--- START ---

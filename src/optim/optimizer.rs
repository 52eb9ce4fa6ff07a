//! Optimizer trait

/// Loss re-evaluation callback passed to [`Optimizer::step`]
pub type Closure<'a> = &'a mut dyn FnMut() -> f32;

/// Trait for optimizers that own their parameter handles
pub trait Optimizer {
    /// Perform a single optimization step
    ///
    /// When a closure is given it is evaluated first, with gradient
    /// recording enabled, and its loss is returned.
    fn step(&mut self, closure: Option<Closure<'_>>) -> Option<f32>;

    /// Detach the gradients of every managed parameter
    fn zero_grad(&mut self);

    /// Get learning rate
    fn lr(&self) -> f32;

    /// Set learning rate
    fn set_lr(&mut self, lr: f32);
}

--- END ---

- [Task objective]:
Go through the listing above and copy each line exactly.

- [Response for this exercise]:
filename src/optim/optimizer.rs
repository 52eb9ce4fa6ff07a
//! Optimizer trait

/// Loss re-evaluation callback passed to [`Optimizer::step`]
pub type Closure<'a> = &'a mut dyn FnMut() -> f32;

/// Trait for optimizers that own their parameter handles
pub trait Optimizer {
    /// Perform a single optimization step
    ///
    /// When a closure is given it is evaluated first, with gradient
    /// recording enabled, and its loss is returned.
    fn step(&mut self, closure: Option<Closure<'_>>) -> Option<f32>;

    /// Detach the gradients of every managed parameter
    fn zero_grad(&mut self);

    /// Get learning rate
    fn lr(&self) -> f32;

    /// Set learning rate
    fn set_lr(&mut self, lr: f32);
}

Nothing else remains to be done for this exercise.